# Gas station without pumps

## 2017 June 20

### Fidget spinners

Filed under: Uncategorized — gasstationwithoutpumps @ 17:34
Tags: , , ,

I recently bought two fidget spinners from Elecrow:

The 5-spoked wheel spinner weighs 32.88±0.03g, and the 3-spoke brass spinner weighs 61.14±0.02g.

The heavier 3-bladed spinner cost $8.90 and is milled out of brass (though the site claims “pure copper”, the material looks like brass and is slightly magnetic, so I’m sure it is brass).The lighter 5-spoke spinner cost$6.90.

The lighter spinner is easier to get to high speed, spins longer, has more gyroscopic effect, and has a dimple for balancing it on a pencil point, so makes the better fidget spinner in many ways.

I was curious whether I could characterize the fidget spinners electronically.

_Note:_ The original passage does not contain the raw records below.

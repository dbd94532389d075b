use crate::error::Result;
use crate::scenario::load_json;
use serde::Deserialize;
use std::fmt;
use std::path::Path;

/// Operator characteristics used to calibrate the scoring weights.
#[derive(Clone, Debug, PartialEq, Deserialize)]
pub struct OperatorProfile {
    #[serde(default = "OperatorProfile::default_brand_recognition")]
    pub brand_recognition: f64,
    #[serde(default = "OperatorProfile::default_base_demand")]
    pub base_demand: f64,
    #[serde(default)]
    pub operation_scales: Vec<String>,
    #[serde(default = "OperatorProfile::default_route_count_range")]
    pub route_count_range: (u32, u32),
}

#[derive(Clone, Copy, Debug, PartialEq, Eq)]
pub enum FleetClass {
    Large,
    Medium,
    Small,
}

impl fmt::Display for FleetClass {
    fn fmt(&self, f: &mut fmt::Formatter<'_>) -> fmt::Result {
        match self {
            FleetClass::Large => write!(f, "large"),
            FleetClass::Medium => write!(f, "medium"),
            FleetClass::Small => write!(f, "small"),
        }
    }
}

impl OperatorProfile {
    const MAX_SCALES: f64 = 3.0;
    const DEMAND_REFERENCE: f64 = 200.0;
    const ROUTE_REFERENCE: f64 = 35.0;

    fn default_brand_recognition() -> f64 {
        0.5
    }

    fn default_base_demand() -> f64 {
        100.0
    }

    fn default_route_count_range() -> (u32, u32) {
        (10, 20)
    }

    pub fn load_from_file(path: &Path) -> Result<Self> {
        load_json(path)
    }

    pub fn fleet_class(&self) -> FleetClass {
        match self.operation_scales.len() {
            3 => FleetClass::Large,
            2 => FleetClass::Medium,
            _ => FleetClass::Small,
        }
    }

    /// Weighted 0..1 estimate of how much spare capacity the operator has.
    pub fn resource_abundance(&self) -> f64 {
        let (lo, hi) = self.route_count_range;
        let route_avg = (f64::from(lo) + f64::from(hi)) / 2.0;
        let scales = self.operation_scales.len() as f64;

        self.brand_recognition * 0.3
            + (self.base_demand / Self::DEMAND_REFERENCE) * 0.3
            + (scales / Self::MAX_SCALES) * 0.25
            + (route_avg / Self::ROUTE_REFERENCE) * 0.15
    }
}

impl Default for OperatorProfile {
    fn default() -> Self {
        OperatorProfile {
            brand_recognition: Self::default_brand_recognition(),
            base_demand: Self::default_base_demand(),
            operation_scales: vec![],
            route_count_range: Self::default_route_count_range(),
        }
    }
}
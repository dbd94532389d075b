use crate::error::{Error, Result};
use crate::leg::LegRecord;
use crate::tier::resource_waste_score;
use crate::weights::Weights;
use serde::Serialize;
use tabled::Tabled;
use tracing::debug;


/// Composite score for one outbound/inbound pair, with the intermediate values
/// it was built from.
#[derive(Clone, Debug, PartialEq, Serialize, Tabled)]
#[serde(rename_all = "camelCase")]
pub struct NormalizationResult {
    pub score: i64,
    #[tabled(rename = "gap (h)")]
    pub gap_hours: f64,
    #[tabled(rename = "resource waste")]
    pub resource_waste_score: f64,
    #[tabled(rename = "combined priority")]
    pub combined_priority: f64,
}

#[derive(Clone, Copy, Debug, Default, PartialEq)]
pub struct RoundTripPriorityNormalizer {
    weights: Weights,
}

impl RoundTripPriorityNormalizer {
    pub fn new(weights: Weights) -> Self {
        RoundTripPriorityNormalizer { weights }
    }

    pub fn weights(&self) -> Weights {
        self.weights
    }

    /// Signed idle time, in minutes, between the outbound leg freeing its
    /// resource and the inbound leg needing it. Negative means the pair
    /// overlaps.
    pub fn turnaround_gap_minutes(outbound: &LegRecord, inbound: &LegRecord) -> Result<f64> {
        let available = outbound.available_at()?;
        let required = inbound.required_at()?;
        let day_delta = outbound.day()?.offset_minutes_to(inbound.day()?);
        Ok(day_delta as f64 + (required - available))
    }

    /// Priority indices outside 0..=100 are not rejected; they push the score
    /// outside 0..=100 accordingly. NaN or infinite durations, buffers or
    /// priorities are rejected, since the integer score cannot represent them.
    pub fn normalize(&self, outbound: &LegRecord, inbound: &LegRecord) -> Result<NormalizationResult> {
        let gap_minutes = finite("turnaround gap", Self::turnaround_gap_minutes(outbound, inbound)?)?;
        let gap_hours = gap_minutes / 60.0;
        let resource_waste_score = resource_waste_score(gap_hours);

        let combined_priority = finite(
            "combined priority",
            (outbound.normalized_priority() + inbound.normalized_priority()) / 2.0,
        )?;
        let final_score = self.weights.blend(combined_priority, resource_waste_score);
        let score = (final_score * 100.0).round() as i64;

        debug!(
            gap_minutes,
            gap_hours,
            resource_waste_score,
            combined_priority,
            final_score,
            score,
            "normalized round trip"
        );

        Ok(NormalizationResult {
            score,
            gap_hours,
            resource_waste_score,
            combined_priority,
        })
    }
}

fn finite(quantity: &'static str, value: f64) -> Result<f64> {
    if value.is_finite() {
        Ok(value)
    } else {
        Err(Error::NonFiniteValue { quantity, value })
    }
}

/// Scores a pair with the reference calibration.
pub fn normalize_round_trip_priority(outbound: &LegRecord, inbound: &LegRecord) -> Result<NormalizationResult> {
    RoundTripPriorityNormalizer::default().normalize(outbound, inbound)
}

I have a photointerrupter (an aligned LED and photodetector) from Sparkfun with a 1cm gap that the spinners just fit in.

Here is the 3-spoke spinner mounted in the Panavise Jr, with the photointerrupter counting 6 ticks per revolution.

Here is the 5-spoke spinner with the photointerrupter counting 5 ticks per revolution.

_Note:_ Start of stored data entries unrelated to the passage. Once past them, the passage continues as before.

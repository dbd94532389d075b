use crate::error::{Error, Result};
use crate::leg::LegRecord;
use crate::profile::OperatorProfile;
use serde::de::DeserializeOwned;
use serde::Deserialize;
use std::path::Path;

/// Reads and deserializes a JSON file, tagging failures with its path.
pub fn load_json<T: DeserializeOwned>(path: &Path) -> Result<T> {
    let data = std::fs::read_to_string(path).map_err(|source| Error::Io {
        path: path.to_path_buf(),
        source,
    })?;
    serde_json::from_str(&data).map_err(|source| Error::Json {
        path: path.to_path_buf(),
        source,
    })
}

/// One round-trip pair plus, optionally, the operator it is scored for.
#[derive(Clone, Debug, PartialEq, Deserialize)]
pub struct Scenario {
    pub outbound: LegRecord,
    pub inbound: LegRecord,
    #[serde(default)]
    pub profile: Option<OperatorProfile>,
}

impl Scenario {
    pub fn load_from_file(path: &Path) -> Result<Self> {
        load_json(path)
    }
}

#[cfg(test)]
mod tests {
    use super::*;

    #[test]
    fn test_parse_scenario_without_profile() {
        let data = r#"{
            "outbound": {"dayLabel": "1日", "departureTime": "07:00", "flightDurationMinutes": 120,
                         "priorityIndex": 80, "preFlightBufferMinutes": 30, "postFlightBufferMinutes": 20},
            "inbound":  {"dayLabel": "1日", "departureTime": "14:30", "flightDurationMinutes": 150,
                         "priorityIndex": 70, "preFlightBufferMinutes": 40, "postFlightBufferMinutes": 10}
        }"#;
        let scenario: Scenario = serde_json::from_str(data).unwrap();
        assert_eq!(scenario.inbound.departure_time, "14:30");
        assert_eq!(scenario.profile, None);
    }

    #[test]
    fn test_parse_scenario_with_profile() {
        let data = r#"{
            "outbound": {"日付": "1日", "出発時刻": "07:00", "飛行時間": 120,
                         "優先順位指数": 80, "飛行前必要時間": 30, "飛行後必要時間": 20},
            "inbound":  {"日付": "2日", "出発時刻": "08:00", "飛行時間": 150,
                         "優先順位指数": 70, "飛行前必要時間": 40, "飛行後必要時間": 10},
            "profile": {"brand_recognition": 0.55, "base_demand": 85,
                        "operation_scales": ["中規模運航", "小規模運航"], "route_count_range": [15, 25]}
        }"#;
        let scenario: Scenario = serde_json::from_str(data).unwrap();
        assert_eq!(scenario.outbound.priority_index, 80.0);
        assert_eq!(scenario.profile.unwrap().route_count_range, (15, 25));
    }

    #[test]
    fn test_load_json_reports_malformed_file() {
        let path = std::env::temp_dir().join(format!("round_trip_malformed_{}.json", std::process::id()));
        std::fs::write(&path, r#"{"outbound": "#).unwrap();

        let scenario = Scenario::load_from_file(&path).unwrap_err();
        let profile = OperatorProfile::load_from_file(&path).unwrap_err();
        std::fs::remove_file(&path).unwrap();

        assert!(matches!(scenario, Error::Json { .. }));
        assert!(matches!(profile, Error::Json { path: ref p, .. } if *p == path));
    }

    #[test]
    fn test_load_missing_file() {
        let err = Scenario::load_from_file(Path::new("no/such/scenario.json")).unwrap_err();
        assert!(matches!(err, Error::Io { .. }));
        assert!(err.to_string().contains("no/such/scenario.json"));
    }
}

I set up PteroDAQ to record a timestamp on every rising edge of the photodetector, which counts 5 uniformly spaced ticks per revolution for the 5-spoke wheel, but 6 ticks (in 3 pair of closely spaced ones) for the 3-bladed spinner. I can then plot the angular position of the spinner as a function of time in gnuplot:

plot '3-spoke-spin-down-ticks.txt' u 1:(\$0/6.)


I tried fitting the spin-down using constant deceleration (a quadratic), using deceleration proportional to velocity (exponential decay), and using a model that has both terms: $v_{0}\tau(1-e^{-t/\tau})+a t^2 /2$.  I expressed position as number of turns (that being simpler to interpret than radians), and so the initial velocity $v_{0}$  is in turns/sec, acceleration $a$ is in turns per second per second, and the decay time $\tau$ is in seconds.  I got terrible fits with the constant deceleration, decent fits until the spinning got slow with the exponential decay, and quite a good fit with the combined model:

The longer spin time for the wheel is partly due to higher initial velocity, but the time constant for the decay is also much longer for the wheel, indicating better bearings.

I’m not quite sure how to interpret the slightly higher contact friction term for the 5-spoke wheel.

1. Without really thinking, I would attribute the longer time constant to a smaller ratio of bearing drag (a torque linear in the angular velocity) to the larger? moment of inertia for the wheel. Interesting to think about how that could be smaller while the larger acceleration parameter suggests that the ratio of the constant friction torque to the moment of inertia is larger for that same bearing. I know zip about the engineering or physics of bearings.

Comment by CCPhysicist — 2017 June 21 @ 08:06

• The time constant does indeed come from the assumption that the drag is proportional to velocity. If $\dot v = -k v$, then $v = v_{0} e^{-k t}$ and $\tau = 1/k$. Using just the velocity-dependent drag model fits the data very well until the last few seconds, when both spinners slow down quicker than the exponential model suggests (the exponential model would never have them come to a complete stop). I think that the slight eccentricity of the 3-spoke spinner may make a difference here, as I stopped the recording as soon as the spinner reversed direction (switching to acting like a pendulum), so the difference in the dry friction term may be an artifact of the measurement—the zero velocity came from including some gravitational forces rather than strictly frictional ones.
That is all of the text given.